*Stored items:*
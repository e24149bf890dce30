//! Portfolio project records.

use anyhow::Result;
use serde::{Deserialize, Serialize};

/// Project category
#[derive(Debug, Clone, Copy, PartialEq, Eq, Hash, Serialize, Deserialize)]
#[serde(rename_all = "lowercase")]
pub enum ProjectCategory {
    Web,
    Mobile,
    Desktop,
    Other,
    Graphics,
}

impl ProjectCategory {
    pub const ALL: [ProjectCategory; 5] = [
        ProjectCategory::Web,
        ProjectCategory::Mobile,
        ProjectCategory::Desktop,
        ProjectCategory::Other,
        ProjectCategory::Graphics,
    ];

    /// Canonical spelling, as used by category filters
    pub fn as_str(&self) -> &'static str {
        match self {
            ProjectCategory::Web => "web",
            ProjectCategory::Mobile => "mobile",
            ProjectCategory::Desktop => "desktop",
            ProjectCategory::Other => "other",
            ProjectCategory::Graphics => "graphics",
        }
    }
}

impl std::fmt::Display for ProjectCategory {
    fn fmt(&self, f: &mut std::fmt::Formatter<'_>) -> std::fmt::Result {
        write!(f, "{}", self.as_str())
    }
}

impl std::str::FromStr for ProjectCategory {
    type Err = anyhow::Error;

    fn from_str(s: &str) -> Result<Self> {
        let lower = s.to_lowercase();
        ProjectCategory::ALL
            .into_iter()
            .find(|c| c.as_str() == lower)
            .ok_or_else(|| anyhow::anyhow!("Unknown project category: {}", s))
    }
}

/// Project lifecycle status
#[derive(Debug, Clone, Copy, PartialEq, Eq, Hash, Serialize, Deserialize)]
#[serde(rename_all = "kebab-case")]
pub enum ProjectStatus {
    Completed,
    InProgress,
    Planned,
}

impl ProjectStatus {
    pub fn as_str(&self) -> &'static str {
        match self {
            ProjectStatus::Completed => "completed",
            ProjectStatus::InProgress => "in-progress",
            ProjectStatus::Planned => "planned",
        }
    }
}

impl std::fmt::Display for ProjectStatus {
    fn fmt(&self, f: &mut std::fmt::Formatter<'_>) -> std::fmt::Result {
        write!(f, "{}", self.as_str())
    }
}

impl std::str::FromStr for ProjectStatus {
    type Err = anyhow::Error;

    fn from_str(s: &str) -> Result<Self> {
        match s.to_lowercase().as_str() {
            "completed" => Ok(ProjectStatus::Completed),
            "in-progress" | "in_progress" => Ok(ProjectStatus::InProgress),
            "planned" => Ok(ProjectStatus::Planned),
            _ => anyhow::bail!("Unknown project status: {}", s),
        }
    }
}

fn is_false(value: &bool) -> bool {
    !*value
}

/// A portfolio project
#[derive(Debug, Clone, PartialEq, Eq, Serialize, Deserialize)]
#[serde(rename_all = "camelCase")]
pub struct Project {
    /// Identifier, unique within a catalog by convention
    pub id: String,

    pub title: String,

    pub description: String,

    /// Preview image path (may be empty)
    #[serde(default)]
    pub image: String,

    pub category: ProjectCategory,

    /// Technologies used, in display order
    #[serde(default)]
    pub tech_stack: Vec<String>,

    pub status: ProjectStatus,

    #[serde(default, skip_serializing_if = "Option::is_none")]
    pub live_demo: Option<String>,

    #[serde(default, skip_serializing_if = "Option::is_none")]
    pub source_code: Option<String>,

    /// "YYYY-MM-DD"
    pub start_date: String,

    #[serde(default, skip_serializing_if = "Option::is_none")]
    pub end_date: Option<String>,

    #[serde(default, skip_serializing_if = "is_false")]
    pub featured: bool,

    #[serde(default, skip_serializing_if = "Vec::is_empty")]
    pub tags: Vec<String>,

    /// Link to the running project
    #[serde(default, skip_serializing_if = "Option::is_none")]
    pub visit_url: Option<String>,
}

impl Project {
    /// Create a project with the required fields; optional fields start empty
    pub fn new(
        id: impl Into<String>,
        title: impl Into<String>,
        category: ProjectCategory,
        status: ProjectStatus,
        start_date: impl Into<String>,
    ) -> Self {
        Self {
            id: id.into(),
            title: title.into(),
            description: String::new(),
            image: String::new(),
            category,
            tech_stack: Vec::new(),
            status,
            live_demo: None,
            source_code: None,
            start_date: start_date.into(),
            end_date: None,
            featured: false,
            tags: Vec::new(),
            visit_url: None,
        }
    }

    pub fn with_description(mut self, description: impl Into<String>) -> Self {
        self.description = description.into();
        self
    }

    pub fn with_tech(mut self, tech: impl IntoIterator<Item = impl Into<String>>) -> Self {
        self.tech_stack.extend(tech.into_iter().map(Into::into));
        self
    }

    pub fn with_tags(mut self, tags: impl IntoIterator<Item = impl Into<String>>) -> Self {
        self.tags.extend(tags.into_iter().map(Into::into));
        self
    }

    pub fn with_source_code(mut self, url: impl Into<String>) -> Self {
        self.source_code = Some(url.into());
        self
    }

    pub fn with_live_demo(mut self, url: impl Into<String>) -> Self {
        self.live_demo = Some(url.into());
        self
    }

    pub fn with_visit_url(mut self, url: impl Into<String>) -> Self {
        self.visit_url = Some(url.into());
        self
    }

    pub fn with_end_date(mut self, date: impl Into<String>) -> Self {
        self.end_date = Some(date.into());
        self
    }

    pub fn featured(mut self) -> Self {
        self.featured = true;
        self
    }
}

*What is being asked:* Exactly as they stand, set down the lines from the top of the data through the line with "pub const ALL: [ProjectCategory;".

*Output of the exercise:*
repository e24149bf890dce30
//! Portfolio project records.

use anyhow::Result;
use serde::{Deserialize, Serialize};

/// Project category
#[derive(Debug, Clone, Copy, PartialEq, Eq, Hash, Serialize, Deserialize)]
#[serde(rename_all = "lowercase")]
pub enum ProjectCategory {
    Web,
    Mobile,
    Desktop,
    Other,
    Graphics,
}

impl ProjectCategory {
    pub const ALL: [ProjectCategory; 5] = [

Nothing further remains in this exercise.